• [The problem]: Check every line below for the string "usize". Copy the ones that have it.

*** Opening Records for this task ***

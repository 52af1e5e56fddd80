//! Indicator trait and concrete indicators.
//!
//! Indicators are pure functions: candle history in, numeric series out.
//! Warmup positions are `f64::NAN`; the snapshot builder turns a NaN latest
//! value into an absent field, never a guessed one.

pub mod atr;
pub mod ema;
pub mod order_flow;
pub mod rate_of_change;
pub mod rsi;
pub mod volume_ratio;

pub use atr::Atr;
pub use ema::Ema;
pub use order_flow::{OrderFlow, OrderFlowConfig, WhaleSide};
pub use rate_of_change::RateOfChange;
pub use rsi::Rsi;
pub use volume_ratio::VolumeRatio;

use crate::domain::Candle;

/// Trait for candle-series indicators.
///
/// `compute` returns a series of the same length as the input. The first
/// `lookback()` values are `f64::NAN`.
///
/// # Look-ahead contamination guard
/// No value at candle t may depend on candle t+1 or later.
pub trait Indicator: Send + Sync {
    /// Human-readable name (e.g., "rsi_14", "atr_14").
    fn name(&self) -> &str;

    /// Number of candles before the first valid output.
    fn lookback(&self) -> usize;

    fn compute(&self, candles: &[Candle]) -> Vec<f64>;

    /// Candles needed for one valid value.
    fn min_candles(&self) -> usize {
        self.lookback() + 1
    }

    /// Value at the latest candle, absent during warmup or on non-finite output.
    fn latest(&self, candles: &[Candle]) -> Option<f64> {
        if candles.len() < self.min_candles() {
            return None;
        }
        self.compute(candles).last().copied().filter(|v| v.is_finite())
    }
}

/// Create synthetic hourly candles from close prices for testing.
///
/// open = prev_close (or close for the first candle),
/// high = max(open,close) + 1.0, low = min(open,close) - 1.0, volume = 1000.
#[cfg(test)]
pub fn make_candles(closes: &[f64]) -> Vec<Candle> {
    use chrono::TimeZone;
    let base = chrono::Utc.with_ymd_and_hms(2024, 1, 2, 0, 0, 0).unwrap();
    closes
        .iter()
        .enumerate()
        .map(|(i, &close)| {
            let open = if i == 0 { close } else { closes[i - 1] };
            Candle {
                timestamp: base + chrono::TimeDelta::hours(i as i64),
                open,
                high: open.max(close) + 1.0,
                low: open.min(close) - 1.0,
                close,
                volume: 1000.0,
            }
        })
        .collect()
}

/// Assert two f64 values are approximately equal (within epsilon).
#[cfg(test)]
pub fn assert_approx(actual: f64, expected: f64, epsilon: f64) {
    assert!(
        (actual - expected).abs() < epsilon,
        "assert_approx failed: actual={actual}, expected={expected}, diff={}, epsilon={epsilon}",
        (actual - expected).abs()
    );
}

/// Default epsilon for indicator tests.
#[cfg(test)]
pub const DEFAULT_EPSILON: f64 = 1e-10;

*** Closing Records for this task ***

• [Answer to this problem]:
    fn lookback(&self) -> usize;
    fn min_candles(&self) -> usize {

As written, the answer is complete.